Two Airplanes in One

Every pilot learns about and is tested on weight & balance. By the time a checkride is scheduled, a student can not only compute the numbers but also expound on the pros and cons of forward and aft center-of-gravity locations, as well as the effect of exceeding the limits in either direction.

But while they “know” weight & balance, do they really know it? Since training flights typically occur with the same payload located at the same stations, few pilots experience anything beyond a single profile: a student and instructor seated next to each other, empty rear seats (assuming the aircraft has them, of course), and a fairly consistent fuel load.

Tailwheel pilots might be an exception, as many of these airplanes feature tandem seating, and removing the instructor from the ship can result in a noticeable shift in C.G. — especially if the airplane is soloed from the front. In addition, two-seaters tend to be lighter, and the lower gross weight means a larger percentage change in the airplane’s gross weight when the CFI is not on board. For example, a J-3 Cub at max gross weighs about 1,200 pounds. When it comes time for the student to solo, the airplane is suddenly 17% lighter. If you’re flying a C-172R, that same instructor represents only 8% of the airplane’s maximum gross weight.

Even when I flew turboprops, we always operated with the same weight and C.G. profile. We were dropping sterilized fruit flies from ancient U-21As over southern California, and the payload and fuel were operationally identical every day.

So it can come as a bit of a surprise when you move up to a larger, more powerful airplane and realize that it’s actually two airplanes in one. The Gulfstream IV is like that. Not because there’s anything special about it, mind you — it’s just a consequence of how the airplane is used. Unlike airliners, which rarely fly without a full load, business jets fly a wider variety of operations. Extremely short legs (I regularly flew one that was about 4 nautical miles) to very long ones (~4,000 nm). Sometimes the plane was jam-packed with people and “stuff”, while on other days it was literally empty aft of the cockpit. We’ll fly into a 4,500 foot strip (Watsonville, CA) or a 16,000 foot one in Denver. You just never know where you’ll be going next.

Do you see one airplane?  I see two.
Do you see one airplane? I see two.
I distinctly recall being surprised by the performance differential between light and heavy weights, because everyone had crowed about how the jet has such a forgiving C.G. range. It’s darn near impossible to load the G-IV outside of it’s allowable center-of-gravity range, no matter where you place passengers or cargo. As a result, I had interpolated that ease of operation onto the whole subject of weight-and-balance.

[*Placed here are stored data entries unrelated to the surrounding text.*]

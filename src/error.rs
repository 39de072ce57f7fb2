//! Error handling types and utilities.

use std::path::PathBuf;

/// A specialized Result type for fuzzy-rank operations outside the matching core.
///
/// This is an alias for `anyhow::Result` with context added via `.context()` and
/// `.with_context()` methods in the candidate sources and the binary.
pub type Result<T> = anyhow::Result<T>;

/// Error returned when a [`ScoringConfig`](crate::ScoringConfig) cannot be built.
///
/// Raised at construction time only; a config that exists is always valid.
#[derive(Debug, thiserror::Error)]
pub enum ConfigError {
    /// The config file could not be read.
    #[error("failed to read config file {}: {source}", .path.display())]
    Io {
        path: PathBuf,
        #[source]
        source: std::io::Error,
    },
    /// TOML config was malformed, missing a weight, or had unknown keys.
    #[error("invalid TOML scoring config: {0}")]
    Toml(#[from] toml::de::Error),
    /// JSON config was malformed, missing a weight, or had unknown keys.
    #[error("invalid JSON scoring config: {0}")]
    Json(#[from] serde_json::Error),
    /// The config file extension is neither `.toml` nor `.json`.
    #[error("unsupported config format for {} (expected .toml or .json)", .path.display())]
    UnsupportedFormat { path: PathBuf },
    /// A weight has the wrong sign for its role.
    #[error("invalid value {value} for '{field}': expected {expected}")]
    InvalidWeight {
        field: &'static str,
        value: i32,
        expected: &'static str,
    },
}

Some aircraft are easily thrown out of limits. The Pitts S-2B comes to mind. Pretty much any two adults will put you neatly outside of the approved CG envelope. The first time I ran a weight-and-balance for the Pitts, I drove myself batty analyzing the numbers, convinced there must be something wrong with my computations. Was it possible that the world’s most historic and beloved two seat aerobatic airplane couldn’t legally fly aerobatics with two people on board? Yep.

Anyway, back to the Gulfstream. The difference in performance between hot/heavy and light/cool conditions is dramatic. A 74,600 lb max gross takeoff from Toluca, Mexico (elevation: 8,500 feet) on a 90 degree day might yield an initial cruise climb rate of 2,000 fpm. That doesn’t sound bad, but Toluca sits in a valley and is surrounded by an impressive array of tall mountains.

On the opposite side of the spectrum, a 48,000 lb takeoff from San Francisco on a 50 degree morning could produce 6,000 fpm. I’ve launched out of there on re-positioning flights to Los Angeles and been well into the flight levels by the time I crossed the coastline on a downwind leg off runway 28R.

Aside from the visceral differences, the high/hot performance issue tends to get a pilot’s attention because we are always planning for the worst case scenario: an engine failure close to or right after takeoff. High-altitude airports tend to be located near high terrain, and unfortunately that’s when single-engine climb performance suffers most. Using the Toluca example, the rate-of-climb on a single engine might be well under 1,000 feet per minute.

For those of you who fly single engine airplanes, you’re probably thinking “yeah, cry me a river”. That’s understandable. But keep in mind you can land a small, light airplane just about anywhere. Oh, you might bend some metal, but you’ll probably also walk away. The significantly higher weight and speed of larger aircraft means they don’t have that luxury. You either clear the obstacles along your flight path or end up memorialized in at NTSB report.

  7 comments for “Two Airplanes in One

  1. John Dill
    August 15, 2016 at 10:53 am

    Good article. I flew my Cessna 150 to Leadville, CO last year just for fun. The airport is just shy of 10,000′ and the little O-200 powered 150 did the job without a hitch. But i kept the weight down by removing the right seat and limited my stuff to a backpack with one change of clothes and a quart of engine oil. And I also kept the gas tanks half full or less, which meant a few extra fuel stops. I weigh 155 lbs so the 150 was easily able to climb to 12,500′. Well, maybe not easily, my rate of climb through 10,500 was less than 300 fpm.
    Fun trip from the Chicago area, You other pilots should fly to Leadville if you get a chance.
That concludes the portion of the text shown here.